── TASK INPUT

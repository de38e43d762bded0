use crate::section::SectionId;
use crate::weekday::Weekday;
use serde::ser::SerializeMap;
use serde::{Deserialize, Serialize, Serializer};

// Field order is the serialized key order.
#[derive(Debug, Clone, Default, PartialEq, Eq, Serialize, Deserialize)]
pub struct WeekSlots {
    pub mon: Vec<String>,
    pub tue: Vec<String>,
    pub wed: Vec<String>,
    pub thu: Vec<String>,
    pub fri: Vec<String>,
}

impl WeekSlots {
    pub fn day(&self, day: Weekday) -> &[String] {
        match day {
            Weekday::Mon => &self.mon,
            Weekday::Tue => &self.tue,
            Weekday::Wed => &self.wed,
            Weekday::Thu => &self.thu,
            Weekday::Fri => &self.fri,
        }
    }

    fn day_mut(&mut self, day: Weekday) -> &mut Vec<String> {
        match day {
            Weekday::Mon => &mut self.mon,
            Weekday::Tue => &mut self.tue,
            Weekday::Wed => &mut self.wed,
            Weekday::Thu => &mut self.thu,
            Weekday::Fri => &mut self.fri,
        }
    }

    pub(crate) fn set_day(&mut self, day: Weekday, slots: Vec<String>) {
        *self.day_mut(day) = slots;
    }

    pub fn is_empty(&self) -> bool {
        Weekday::ALL.iter().all(|day| self.day(*day).is_empty())
    }
}

/// Export snapshot. Keys serialize in section order, so `"1-2"` precedes `"1-10"`.
#[derive(Debug, Clone, Default, PartialEq, Eq)]
pub struct ScheduleDocument {
    sections: Vec<(SectionId, WeekSlots)>,
}

impl ScheduleDocument {
    pub(crate) fn push(&mut self, section: SectionId, week: WeekSlots) {
        self.sections.push((section, week));
    }

    pub fn len(&self) -> usize {
        self.sections.len()
    }

    pub fn is_empty(&self) -> bool {
        self.sections.is_empty()
    }

    pub fn get(&self, section: &str) -> Option<&WeekSlots> {
        self.sections
            .iter()
            .find(|(id, _)| id.to_string() == section)
            .map(|(_, week)| week)
    }

    pub fn section_ids(&self) -> impl Iterator<Item = SectionId> + '_ {
        self.sections.iter().map(|(id, _)| *id)
    }

    pub fn iter(&self) -> impl Iterator<Item = (SectionId, &WeekSlots)> {
        self.sections.iter().map(|(id, week)| (*id, week))
    }

    pub fn to_json_pretty(&self) -> serde_json::Result<String> {
        serde_json::to_string_pretty(self)
    }
}

impl Serialize for ScheduleDocument {
    fn serialize<S: Serializer>(&self, serializer: S) -> Result<S::Ok, S::Error> {
        let mut map = serializer.serialize_map(Some(self.sections.len()))?;
        for (id, week) in &self.sections {
            map.serialize_entry(&id.to_string(), week)?;
        }
        map.end()
    }
}

/// Drops trailing slots that are empty or whitespace-only. Interior blanks
/// are kept so array position still matches the period number.
pub fn trim_trailing_blanks(slots: &[String]) -> Vec<String> {
    let end = slots
        .iter()
        .rposition(|slot| !slot.trim().is_empty())
        .map_or(0, |last| last + 1);
    slots[..end].to_vec()
}
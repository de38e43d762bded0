use super::PersistenceResult;
use crate::{ScheduleDocument, ScheduleStore};
use log::info;
use serde::Serialize;
use std::fs::File;
use std::io::{BufWriter, Write};
use std::path::Path;

pub fn save_document_to_json<P: AsRef<Path>>(
    document: &ScheduleDocument,
    path: P,
) -> PersistenceResult<()> {
    let path = path.as_ref();
    let mut writer = BufWriter::new(File::create(path)?);
    serde_json::to_writer_pretty(&mut writer, document)?;
    writer.write_all(b"\n")?;
    writer.flush()?;
    info!("wrote timetable json to {}", path.display());
    Ok(())
}

/// Exports `store` and writes it as JSON. An empty section list is refused
/// before any file is created.
pub fn export_to_json<P: AsRef<Path>>(
    store: &ScheduleStore,
    path: P,
) -> PersistenceResult<ScheduleDocument> {
    let document = store.export_document()?;
    save_document_to_json(&document, path)?;
    Ok(document)
}

#[derive(Serialize)]
struct SlotCsvRecord<'a> {
    section: String,
    day: &'static str,
    period: usize,
    subject: &'a str,
}

/// Flat rendition: one row per exported slot, periods numbered from 1.
/// Interior blanks are written as empty subjects so rows line up with the
/// JSON arrays.
pub fn save_document_to_csv<P: AsRef<Path>>(
    document: &ScheduleDocument,
    path: P,
) -> PersistenceResult<()> {
    let path = path.as_ref();
    // Header is written by hand so it is present even when every day
    // trimmed to nothing.
    let mut writer = csv::WriterBuilder::new()
        .has_headers(false)
        .from_writer(File::create(path)?);
    writer.write_record(["section", "day", "period", "subject"])?;
    for (id, week) in document.iter() {
        for day in crate::Weekday::ALL {
            for (idx, subject) in week.day(day).iter().enumerate() {
                writer.serialize(SlotCsvRecord {
                    section: id.to_string(),
                    day: day.code(),
                    period: idx + 1,
                    subject,
                })?;
            }
        }
    }
    writer.flush()?;
    info!("wrote timetable csv to {}", path.display());
    Ok(())
}

pub fn export_to_csv<P: AsRef<Path>>(
    store: &ScheduleStore,
    path: P,
) -> PersistenceResult<ScheduleDocument> {
    let document = store.export_document()?;
    save_document_to_csv(&document, path)?;
    Ok(document)
}
use std::{net::SocketAddr, sync::Arc};

use axum::{
    Json, Router,
    extract::{Path, State},
    http::StatusCode,
    response::{IntoResponse, Response},
    routing::{delete, get, post, put},
};
use parking_lot::RwLock;
use serde::{Deserialize, Serialize};
use serde_json::json;

use crate::{Direction, EditorView, ExportError, ScheduleStore, Weekday, clamp_grade};

#[derive(Clone)]
pub struct AppState {
    store: Arc<RwLock<ScheduleStore>>,
}

impl AppState {
    pub fn new(store: ScheduleStore) -> Self {
        Self {
            store: Arc::new(RwLock::new(store)),
        }
    }

    pub fn with_shared(store: Arc<RwLock<ScheduleStore>>) -> Self {
        Self { store }
    }

    fn store(&self) -> Arc<RwLock<ScheduleStore>> {
        self.store.clone()
    }
}

#[derive(Debug, Serialize)]
struct ErrorBody<'a> {
    error: &'a str,
    message: String,
}

#[derive(Debug)]
enum ApiError {
    Invalid(String),
    PreconditionFailed(String),
}

impl ApiError {
    fn invalid(message: impl Into<String>) -> Self {
        ApiError::Invalid(message.into())
    }
}

impl From<ExportError> for ApiError {
    fn from(value: ExportError) -> Self {
        ApiError::PreconditionFailed(value.to_string())
    }
}

impl IntoResponse for ApiError {
    fn into_response(self) -> Response {
        match self {
            ApiError::Invalid(message) => {
                let body = Json(ErrorBody {
                    error: "invalid_request",
                    message,
                });
                (StatusCode::BAD_REQUEST, body).into_response()
            }
            ApiError::PreconditionFailed(message) => {
                let body = Json(ErrorBody {
                    error: "precondition_failed",
                    message,
                });
                (StatusCode::PRECONDITION_FAILED, body).into_response()
            }
        }
    }
}

#[derive(Debug, Deserialize)]
struct DimensionsPayload {
    grade: i64,
    #[serde(default)]
    classes: String,
    /// Raw text of the period field; absent or unparseable means 7.
    #[serde(default)]
    periods: Option<String>,
}

#[derive(Debug, Deserialize)]
struct GradePayload {
    grade: i64,
}

#[derive(Debug, Deserialize)]
struct ClassesPayload {
    classes: String,
}

#[derive(Debug, Deserialize)]
struct PeriodsPayload {
    periods: String,
}

#[derive(Debug, Deserialize)]
struct WeekdayPayload {
    day: String,
}

#[derive(Debug, Deserialize)]
struct SlotPayload {
    value: String,
}

pub fn router(state: AppState) -> Router {
    Router::new()
        .route("/health", get(health))
        .route("/editor", get(get_editor))
        .route("/dimensions", put(set_dimensions))
        .route("/grade", put(set_grade))
        .route("/classes", put(set_classes))
        .route("/periods", put(set_periods))
        .route("/weekday", put(select_weekday))
        .route("/sections/next", post(next_section))
        .route("/sections/prev", post(prev_section))
        .route("/slots/:period", put(set_slot))
        .route("/day", delete(clear_day))
        .route("/export", get(export_document))
        .with_state(state)
}

pub async fn serve(addr: SocketAddr, store: ScheduleStore) -> std::io::Result<()> {
    let state = AppState::new(store);
    let app = router(state);
    let listener = tokio::net::TcpListener::bind(addr).await?;
    axum::serve(listener, app).await
}

async fn health() -> impl IntoResponse {
    Json(json!({ "status": "ok" }))
}

async fn get_editor(State(state): State<AppState>) -> Json<EditorView> {
    let store = state.store();
    let view = store.read().view();
    Json(view)
}

async fn set_dimensions(
    State(state): State<AppState>,
    Json(payload): Json<DimensionsPayload>,
) -> Json<EditorView> {
    let periods = crate::PeriodCount::parse(payload.periods.as_deref().unwrap_or_default());
    let store = state.store();
    let view = {
        let mut guard = store.write();
        guard.set_dimensions(
            clamp_grade(payload.grade),
            &payload.classes,
            periods.get() as i64,
        );
        guard.view()
    };
    Json(view)
}

async fn set_grade(
    State(state): State<AppState>,
    Json(payload): Json<GradePayload>,
) -> Json<EditorView> {
    let store = state.store();
    let view = {
        let mut guard = store.write();
        guard.set_grade(clamp_grade(payload.grade));
        guard.view()
    };
    Json(view)
}

async fn set_classes(
    State(state): State<AppState>,
    Json(payload): Json<ClassesPayload>,
) -> Json<EditorView> {
    let store = state.store();
    let view = {
        let mut guard = store.write();
        guard.set_section_list(&payload.classes);
        guard.view()
    };
    Json(view)
}

async fn set_periods(
    State(state): State<AppState>,
    Json(payload): Json<PeriodsPayload>,
) -> Json<EditorView> {
    let periods = crate::PeriodCount::parse(&payload.periods);
    let store = state.store();
    let view = {
        let mut guard = store.write();
        guard.set_period_count(periods.get() as i64);
        guard.view()
    };
    Json(view)
}

async fn select_weekday(
    State(state): State<AppState>,
    Json(payload): Json<WeekdayPayload>,
) -> Result<Json<EditorView>, ApiError> {
    // The store ignores unknown codes; the HTTP caller gets told.
    let day = payload
        .day
        .parse::<Weekday>()
        .map_err(|err| ApiError::invalid(err.to_string()))?;
    let store = state.store();
    let view = {
        let mut guard = store.write();
        guard.select_weekday(day);
        guard.view()
    };
    Ok(Json(view))
}

async fn step(state: AppState, direction: Direction) -> Json<EditorView> {
    let store = state.store();
    let view = {
        let mut guard = store.write();
        guard.step_section(direction);
        guard.view()
    };
    Json(view)
}

async fn next_section(State(state): State<AppState>) -> Json<EditorView> {
    step(state, Direction::Next).await
}

async fn prev_section(State(state): State<AppState>) -> Json<EditorView> {
    step(state, Direction::Prev).await
}

/// `period` is one-based, as shown next to each input.
async fn set_slot(
    State(state): State<AppState>,
    Path(period): Path<usize>,
    Json(payload): Json<SlotPayload>,
) -> Json<EditorView> {
    let store = state.store();
    let view = {
        let mut guard = store.write();
        if let Some(index) = period.checked_sub(1) {
            guard.set_slot_value(index, &payload.value);
        }
        guard.view()
    };
    Json(view)
}

async fn clear_day(State(state): State<AppState>) -> Json<EditorView> {
    let store = state.store();
    let view = {
        let mut guard = store.write();
        guard.clear_current_day();
        guard.view()
    };
    Json(view)
}

async fn export_document(State(state): State<AppState>) -> Result<Response, ApiError> {
    let store = state.store();
    let document = store.read().export_document()?;
    let headers = [(
        axum::http::header::CONTENT_DISPOSITION,
        format!(
            "attachment; filename=\"{}\"",
            crate::persistence::DEFAULT_EXPORT_FILE
        ),
    )];
    Ok((headers, Json(document)).into_response())
}
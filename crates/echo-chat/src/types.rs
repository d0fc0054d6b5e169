//! Wire types exchanged with chat-completion backends.

use serde::{Deserialize, Serialize};

use echo_core::types::Sender;

/// Role tag of a prompt message.
#[derive(Clone, Copy, Debug, PartialEq, Eq, Serialize, Deserialize)]
#[serde(rename_all = "lowercase")]
pub enum Role {
    System,
    User,
    Assistant,
}

impl From<Sender> for Role {
    fn from(sender: Sender) -> Self {
        match sender {
            Sender::User => Role::User,
            Sender::Ai => Role::Assistant,
        }
    }
}

#[derive(Clone, Debug, PartialEq, Eq, Serialize, Deserialize)]
pub struct PromptMessage {
    pub role: Role,
    pub content: String,
}

impl PromptMessage {
    pub fn new(role: Role, content: impl Into<String>) -> Self {
        Self {
            role,
            content: content.into(),
        }
    }
}

/// Non-streaming chat-completion request body.
#[derive(Clone, Debug, PartialEq, Eq, Serialize, Deserialize)]
pub struct ChatRequest {
    pub model: String,
    pub messages: Vec<PromptMessage>,
    pub stream: bool,
}

/// Expected shape of a backend reply: `{"message": {"content": "..."}}`.
#[derive(Debug, Deserialize)]
pub struct ChatReply {
    pub message: ChatReplyMessage,
}

#[derive(Debug, Deserialize)]
pub struct ChatReplyMessage {
    pub content: String,
}
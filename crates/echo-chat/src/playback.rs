//! Typing-playback view state for a chat front-end.
//!
//! Enforces the exchange lifecycle:
//! - Idle -> Loading (message submitted, transcript cleared)
//! - Loading -> Typing (reply arrived, revealing characters)
//! - Typing -> Idle (reveal finished, reply highlighted)
//! - Loading -> Idle (request failed or reply empty)
//!
//! Every visible change is published as a `ViewSnapshot` on a broadcast
//! channel so a renderer can redraw without polling.

use std::fmt;
use std::sync::{Arc, Mutex, MutexGuard};
use std::time::Duration;

use chrono::{DateTime, Utc};
use tokio::sync::broadcast;
use uuid::Uuid;

use echo_core::types::Sender;

use crate::client::ChatTransport;

/// Delay between two revealed characters.
pub const CHAR_INTERVAL: Duration = Duration::from_millis(15);

/// How long a finished reply stays marked as new.
pub const HIGHLIGHT_DURATION: Duration = Duration::from_millis(2000);

pub const GREETING: &str = "Hello! I'm Echo, your AI companion. How can I help you today?";

pub const CLEARED_GREETING: &str = "Conversation cleared. How can I help you today?";

/// Snapshots buffered per subscriber before older ones are dropped.
pub const EVENT_CAPACITY: usize = 1024;

/// Shown instead of a reply when the exchange fails.
pub const FALLBACK_ERROR: &str =
    "Sorry, I encountered an error talking to the AI. Please try again.";

/// Phase of the current exchange.
#[derive(Debug, Clone, Copy, PartialEq, Eq, Hash)]
pub enum PlaybackPhase {
    /// Ready for input.
    Idle,
    /// Waiting for the relay to answer.
    Loading,
    /// Revealing the reply.
    Typing,
}

impl fmt::Display for PlaybackPhase {
    fn fmt(&self, f: &mut fmt::Formatter<'_>) -> fmt::Result {
        match self {
            PlaybackPhase::Idle => write!(f, "Idle"),
            PlaybackPhase::Loading => write!(f, "Loading"),
            PlaybackPhase::Typing => write!(f, "Typing"),
        }
    }
}

impl PlaybackPhase {
    /// Returns whether a transition from `self` to `target` is valid.
    pub fn can_transition_to(&self, target: &PlaybackPhase) -> bool {
        matches!(
            (self, target),
            (PlaybackPhase::Idle, PlaybackPhase::Loading)
                | (PlaybackPhase::Loading, PlaybackPhase::Typing)
                | (PlaybackPhase::Typing, PlaybackPhase::Idle)
                | (PlaybackPhase::Loading, PlaybackPhase::Idle)
        )
    }
}

/// A message as the front-end displays it.
///
/// The `id` is local to this view and never persisted.
#[derive(Debug, Clone, PartialEq, Eq)]
pub struct RenderedMessage {
    pub id: Uuid,
    pub sender: Sender,
    pub text: String,
    pub timestamp: DateTime<Utc>,
}

impl RenderedMessage {
    pub fn ai(text: impl Into<String>) -> Self {
        Self {
            id: Uuid::new_v4(),
            sender: Sender::Ai,
            text: text.into(),
            timestamp: Utc::now(),
        }
    }
}

/// Everything a renderer needs for one frame.
#[derive(Debug, Clone, PartialEq, Eq)]
pub struct ViewSnapshot {
    pub phase: PlaybackPhase,
    pub messages: Vec<RenderedMessage>,
    pub is_new_message: bool,
}

/// Result of a `send_message` call.
#[derive(Debug, Clone, Copy, PartialEq, Eq)]
pub enum SendOutcome {
    /// Reply received and fully revealed.
    Delivered,
    /// The exchange failed and the fallback message is shown.
    Failed,
    /// Blank input, nothing sent.
    Ignored,
    /// An exchange is already in progress.
    Busy,
}

#[derive(Debug, Clone, Copy)]
pub struct PlaybackTiming {
    pub char_interval: Duration,
    pub highlight: Duration,
}

impl Default for PlaybackTiming {
    fn default() -> Self {
        Self {
            char_interval: CHAR_INTERVAL,
            highlight: HIGHLIGHT_DURATION,
        }
    }
}

struct ViewState {
    phase: PlaybackPhase,
    messages: Vec<RenderedMessage>,
    is_new_message: bool,
    /// Bumped on each highlight so a stale timer does not clear a newer one.
    highlight_generation: u64,
}

impl ViewState {
    fn transition(&mut self, target: PlaybackPhase) -> bool {
        if self.phase.can_transition_to(&target) {
            tracing::debug!("Playback phase: {} -> {}", self.phase, target);
            self.phase = target;
            true
        } else {
            false
        }
    }

    fn snapshot(&self) -> ViewSnapshot {
        ViewSnapshot {
            phase: self.phase,
            messages: self.messages.clone(),
            is_new_message: self.is_new_message,
        }
    }
}

/// Client-side chat view: render list, exchange phase, and highlight flag.
///
/// Cloning yields another handle to the same view.
#[derive(Clone)]
pub struct ChatView {
    transport: Arc<dyn ChatTransport>,
    state: Arc<Mutex<ViewState>>,
    events: broadcast::Sender<ViewSnapshot>,
    timing: PlaybackTiming,
}

impl ChatView {
    pub fn new(transport: Arc<dyn ChatTransport>) -> Self {
        Self::with_timing(transport, PlaybackTiming::default())
    }

    pub fn with_timing(transport: Arc<dyn ChatTransport>, timing: PlaybackTiming) -> Self {
        let (events, _) = broadcast::channel(EVENT_CAPACITY);
        Self {
            transport,
            state: Arc::new(Mutex::new(ViewState {
                phase: PlaybackPhase::Idle,
                messages: vec![RenderedMessage::ai(GREETING)],
                is_new_message: false,
                highlight_generation: 0,
            })),
            events,
            timing,
        }
    }

    /// Receive every snapshot published from now on.
    ///
    /// A reply longer than `EVENT_CAPACITY` characters publishes more frames
    /// than the channel holds. A receiver that falls behind gets
    /// `RecvError::Lagged` and should redraw from `snapshot()`, which always
    /// holds the current frame.
    pub fn subscribe(&self) -> broadcast::Receiver<ViewSnapshot> {
        self.events.subscribe()
    }

    pub fn snapshot(&self) -> ViewSnapshot {
        self.lock().snapshot()
    }

    pub fn phase(&self) -> PlaybackPhase {
        self.lock().phase
    }

    pub fn is_loading(&self) -> bool {
        self.phase() == PlaybackPhase::Loading
    }

    pub fn is_typing(&self) -> bool {
        self.phase() == PlaybackPhase::Typing
    }

    pub fn messages(&self) -> Vec<RenderedMessage> {
        self.lock().messages.clone()
    }

    /// Submit a message and play back the reply.
    ///
    /// Returns once the view is `Idle` again. Blank input is ignored and a
    /// submission during an exchange is rejected.
    pub async fn send_message(&self, text: &str) -> SendOutcome {
        if text.trim().is_empty() {
            return SendOutcome::Ignored;
        }

        {
            let mut state = self.lock();
            if !state.transition(PlaybackPhase::Loading) {
                return SendOutcome::Busy;
            }
            state.messages.clear();
            state.is_new_message = false;
            self.publish(&state);
        }

        match self.transport.send_chat(text).await {
            Ok(reply) => {
                self.play(&reply).await;
                SendOutcome::Delivered
            }
            Err(e) => {
                tracing::warn!(error = %e, "Chat exchange failed");
                let mut state = self.lock();
                state.transition(PlaybackPhase::Idle);
                state.messages = vec![RenderedMessage::ai(FALLBACK_ERROR)];
                self.publish(&state);
                SendOutcome::Failed
            }
        }
    }

    /// Clear the relay's memory and reset the transcript.
    ///
    /// Only acts while `Idle`, like the input box. Returns `false` if an
    /// exchange is in progress or the relay could not be cleared; in the
    /// latter case the transcript is reset anyway.
    pub async fn clear_history(&self) -> bool {
        if self.phase() != PlaybackPhase::Idle {
            tracing::debug!("Clear ignored during an exchange");
            return false;
        }

        let cleared = match self.transport.clear_memory().await {
            Ok(()) => true,
            Err(e) => {
                tracing::warn!(error = %e, "Failed to clear relay memory");
                false
            }
        };

        let mut state = self.lock();
        // A message submitted while the clear was in flight owns the transcript now.
        if state.phase != PlaybackPhase::Idle {
            return cleared;
        }
        state.messages = vec![RenderedMessage::ai(CLEARED_GREETING)];
        state.is_new_message = false;
        self.publish(&state);
        cleared
    }

    async fn play(&self, reply: &str) {
        let mut message = RenderedMessage::ai(String::with_capacity(reply.len()));

        for c in reply.chars() {
            {
                let mut state = self.lock();
                if state.phase == PlaybackPhase::Loading {
                    state.transition(PlaybackPhase::Typing);
                }
                message.text.push(c);
                state.messages = vec![message.clone()];
                self.publish(&state);
            }
            tokio::time::sleep(self.timing.char_interval).await;
        }

        let generation = {
            let mut state = self.lock();
            state.transition(PlaybackPhase::Idle);
            state.is_new_message = true;
            state.highlight_generation += 1;
            self.publish(&state);
            state.highlight_generation
        };

        let view = self.clone();
        tokio::spawn(async move {
            tokio::time::sleep(view.timing.highlight).await;
            let mut state = view.lock();
            if state.highlight_generation == generation && state.is_new_message {
                state.is_new_message = false;
                view.publish(&state);
            }
        });
    }

    fn publish(&self, state: &ViewState) {
        // No receivers is fine; the snapshot is still readable on demand.
        let _ = self.events.send(state.snapshot());
    }

    fn lock(&self) -> MutexGuard<'_, ViewState> {
        self.state.lock().unwrap_or_else(|poisoned| poisoned.into_inner())
    }
}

────

> [WORK TO COMPLETE]:
Copy the records above exactly, beginning at the line that contains "save_document_to_csv(&document, path)?;" and stopping after the line that contains "pub fn new(store: ScheduleStore)".

> [WRITTEN SOLUTION]:
    save_document_to_csv(&document, path)?;
    Ok(document)
}
use std::{net::SocketAddr, sync::Arc};

use axum::{
    Json, Router,
    extract::{Path, State},
    http::StatusCode,
    response::{IntoResponse, Response},
    routing::{delete, get, post, put},
};
use parking_lot::RwLock;
use serde::{Deserialize, Serialize};
use serde_json::json;

use crate::{Direction, EditorView, ExportError, ScheduleStore, Weekday, clamp_grade};

#[derive(Clone)]
pub struct AppState {
    store: Arc<RwLock<ScheduleStore>>,
}

impl AppState {
    pub fn new(store: ScheduleStore) -> Self {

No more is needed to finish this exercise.